Instructions for the task » Of all the lines in the material, count those containing the string "dispatched" and write only the resulting number.
[Opening Dataset entries section]
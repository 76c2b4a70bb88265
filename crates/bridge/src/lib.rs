//! # foundry-wallet-bridge
//!
//! Session bridge between an application and a remote signing wallet.
//!
//! A [`WalletBridge`] negotiates a session with the signer over an interchangeable
//! [`Transport`](transport::Transport) (socket relay, deep link, embedded runtime), correlates
//! every signing request with its response, and reports state changes and results through an
//! [`EventDispatcher`]. Read-only calls fall back to public or managed RPC endpoints while no
//! signer is connected.

#![cfg_attr(not(test), warn(unused_crate_dependencies))]
#![cfg_attr(docsrs, feature(doc_cfg))]

#[macro_use]
extern crate tracing;

mod bridge;
pub use bridge::{WalletBridge, WalletBridgeBuilder};

pub mod correlator;
pub mod envelope;
pub mod error;
pub mod events;
pub mod fallback;
pub mod lifecycle;
pub mod session;
pub mod state;
pub mod transport;

pub use correlator::{OutboundRequest, PendingResponse, RequestCorrelator, Resolution};
pub use envelope::{ErrorCode, RequestEnvelope, ResponseEnvelope, RpcError};
pub use error::{BridgeError, DispatchError, ReadError, TransportError};
pub use events::{BridgeEvent, EventDispatcher, EventKind, EventSender, ListenerRegistration};
pub use fallback::FallbackReadProvider;
pub use lifecycle::{ConnectionLifecycle, LifecycleConfig};
pub use session::{MemorySessionStore, Session, SessionBlob, SessionId, SessionStore};
pub use state::ConnectionState;
pub use transport::{ApprovalPrompt, Transport, TransportKind, TransportSignal};

pub use foundry_bridge_config::BridgeConfig;
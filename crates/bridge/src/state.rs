use serde::{Deserialize, Serialize};

/// Connection state of the bridge.
///
/// ```text
/// Disconnected ──connect──▶ Connecting ──dispatch──▶ AwaitingApproval ──approve──▶ Connected
///      ▲                       │ (silent resume) ─────────────────────────────────▶ │  ▲
///      │                                                                  transport │  │ ready
///      └──────── end_session (from any state) ◀── DisconnectedWithSession ◀── Paused ┘
/// ```
#[derive(
    Clone, Copy, Debug, Default, PartialEq, Eq, Hash, Serialize, Deserialize, strum::Display,
)]
pub enum ConnectionState {
    /// No session, nothing in flight.
    #[default]
    Disconnected,
    /// Transport is being initialized or a persisted session is being resumed.
    Connecting,
    /// The handshake was dispatched and the user has yet to approve it.
    AwaitingApproval,
    /// The signer approved the session.
    Connected,
    /// The transport dropped while connected; the session survives.
    Paused,
    /// The session is persisted but not active.
    DisconnectedWithSession,
}

impl ConnectionState {
    /// Whether moving from `self` to `next` is a legal transition.
    pub const fn can_transition_to(self, next: Self) -> bool {
        use ConnectionState::*;
        matches!(
            (self, next),
            (Disconnected | DisconnectedWithSession, Connecting)
                | (Connecting, AwaitingApproval | Connected)
                | (AwaitingApproval, Connected)
                | (Connected, Paused | DisconnectedWithSession)
                | (Paused, Connected | DisconnectedWithSession)
                | (
                    Connecting | AwaitingApproval | Connected | Paused | DisconnectedWithSession,
                    Disconnected
                )
        )
    }

    /// Whether signing requests may be dispatched.
    pub const fn accepts_requests(self) -> bool {
        matches!(self, Self::Connected | Self::AwaitingApproval)
    }
}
[Closing Dataset entries section]
Reply » 2